M: And the white media know that. That's the reason why they have not been reporting that 'cause they're trying to say it's two sides of a story. Trying to balance the story. You cannot balance it out no kind of way. Period.
S: Was Justin Barker known to make comments like these? I mean, has your son or any of the other Jena 6 had other experiences with him or is this the first time that you've heard about him just being racist like this?
M: Well, um...I think this the first time that any one of them heard a verbally racist remark from him.
S: Okay.
M: But he was affiliated and connected and friends with the boys...two of the boys that hung the nooses on the tree in September. See, he was friends with three of those boys.
S: With three of the boys that hung the nooses?
M: Yeah. Yeah.
S: Was Justin Barker friends with Justin Sloan too, one of the people that jumped Robert Bailey Jr.?
M: Oh, I don't know that.
S: Okay.
M: That never came up. I don't know if they were friends.
S: Okay. What is the status of Mychal Bell right now? Is he in foster care? Is he in a juvenile detention center? I keep hearing that he's in different places.
M: Well, he's in foster care, but the system is saying it's a mentor program.
S: Wait a minute. He is in a mental program or he's not?
M: He is.
S: For? Or can you tell me?
M: Men...not mental, mentor.
S: Oh mentor program! Okay.
M: This just something that, you know, that's clean out my knowledge. That's...I mean...
S: This is in Alexandria, Louisiana, correct? That he's in?
M: No, in Monroe.
S: In Monroe, Louisiana? Okay.
M: Yeah.
S: How long will he be there?
M: Umm...just really don't know. It's supposed to be 'til June, but it ain't for sure.
S: 'Til June this year?
M: Yeah.
S: Oh okay.
M: But it ain't for sure.
S: Okay, after he serves his time with the...
M: My whole stand now is [Lewis Scott and Carol Powell-Lexing] the lawyers railroaded my son into taking this plea and for him being put in the position that he is in now.
S: After Mychal Bell serves his time, should his case finally be over or is the judge going to call him back for something else? Like after June 2008, is he done? Is he out? Or does he have to go back for another trial?

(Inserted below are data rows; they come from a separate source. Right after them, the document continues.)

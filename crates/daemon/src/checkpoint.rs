//! Checkpoint files left behind by a failed scout run

use serde_json::Value;
use std::path::{Path, PathBuf};
use tracing::{debug, warn};

/// Pipeline stages that leave a checkpoint, worst to best
pub const CHECKPOINT_STAGES: [&str; 4] = ["explore", "analysis", "scenarios", "flows"];

pub fn checkpoint_file(dir: &Path, stage: &str) -> PathBuf {
    dir.join(format!("checkpoint_{}.json", stage))
}

/// Most advanced checkpoint in `dir` holding structured JSON.
///
/// Stages are tried best first; a file that is missing, unreadable or not
/// a JSON object/array is skipped in favour of the next earlier stage.
pub fn find_checkpoint(dir: &Path) -> Option<(String, Value)> {
    for stage in CHECKPOINT_STAGES.iter().rev() {
        let path = checkpoint_file(dir, stage);
        let content = match std::fs::read_to_string(&path) {
            Ok(content) => content,
            Err(_) => continue,
        };
        match serde_json::from_str::<Value>(&content) {
            Ok(value) if value.is_object() || value.is_array() => {
                debug!("Found checkpoint {:?}", path);
                return Some((stage.to_string(), value));
            }
            _ => warn!("Ignoring unusable checkpoint {:?}", path),
        }
    }
    None
}

/// Write the payload a resumed run reads via `--resume-data`
pub fn write_resume_payload(dir: &Path, step: &str, payload: &Value) -> std::io::Result<PathBuf> {
    std::fs::create_dir_all(dir)?;
    let path = dir.join(format!("resume_{}.json", step));
    std::fs::write(&path, serde_json::to_vec_pretty(payload)?)?;
    Ok(path)
}
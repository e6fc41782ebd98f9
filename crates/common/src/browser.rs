//! Browser contract shared by the flow executor and the agent executor

use async_trait::async_trait;
use serde::{Deserialize, Serialize};
use std::time::Duration;

use crate::types::Viewport;
use crate::Result;

/// Tool names understood by [`Browser::execute`]
pub mod tools {
    pub const CLICK: &str = "click";
    pub const TYPE_TEXT: &str = "type_text";
    pub const PRESS_KEY: &str = "press_key";
    pub const SCROLL: &str = "scroll";
    pub const NAVIGATE: &str = "navigate";
    pub const GO_BACK: &str = "go_back";
    pub const SCREENSHOT: &str = "screenshot";
    pub const EVALUATE: &str = "evaluate";
    pub const ERASE_TEXT: &str = "erase_text";
    pub const WAIT: &str = "wait";
}

/// Result of a tool-style browser action
#[derive(Debug, Clone, Default, PartialEq, Serialize, Deserialize)]
pub struct ToolOutput {
    pub text: String,
    /// Base64 PNG captured after the action, when available
    #[serde(default)]
    pub screenshot: Option<String>,
}

impl ToolOutput {
    pub fn text(text: impl Into<String>) -> Self {
        Self {
            text: text.into(),
            screenshot: None,
        }
    }

    pub fn with_screenshot(mut self, screenshot: Option<String>) -> Self {
        self.screenshot = screenshot;
        self
    }
}

/// A live browser page.
///
/// One instance is driven by exactly one executor at a time; callers
/// serialize access through the browser concurrency slot.
#[async_trait]
pub trait Browser: Send + Sync {
    async fn navigate(&self, url: &str) -> Result<()>;

    /// Evaluate a script in the page and return its result as text
    async fn eval_script(&self, script: &str) -> Result<String>;

    async fn press_key(&self, key: &str) -> Result<()>;

    /// Capture the viewport as base64 PNG, failing after `timeout`
    async fn capture_screenshot(&self, timeout: Duration) -> Result<String>;

    /// Run a named tool (see [`tools`]) with JSON arguments
    async fn execute(&self, tool: &str, args: &serde_json::Value) -> Result<ToolOutput>;

    fn viewport(&self) -> Viewport;
}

M: I mean, another trial for what?
S: I don't know. They keep calling him back for reasons. I mean, they haven't cooked up something yet? Or it looks like...?
M: I mean, he hasn't been charged with nothing else. See, on November the sixth, that...my son went to court for two motion hearings in front of Judge Mauffrey in Jena for a double jeopardy and no police report being done on the crime.
S: Right.
M: Okay, so quite naturally we knew that he wasn't...he wasn't going to rule in our favor for those motions. They was legit, and we knew that we were going to have to go to the Third Circuit Court and file those motions into the Third Circuit Court so they can make a ruling on it. Okay, [Lewis Scott] my lawyer, my son's lawyer, well my lawyer too 'cause I'm the one signed for him for hiring him as Mychal's lawyer, he told me...he said, "Yeah, we...we knew that he wasn't going to rule in Mychal's favor, and we know that. We gone gone and win it in the Third Circuit Court." I'd already filed it in the Third Circuit Court. This the next day after.
S: Right and they didn't have the paperwork ready. Yeah, I'm familiar with that. [Carol Powell-Lexing and Lewis Scott] didn't have the paperwork ready, and then you had to sign....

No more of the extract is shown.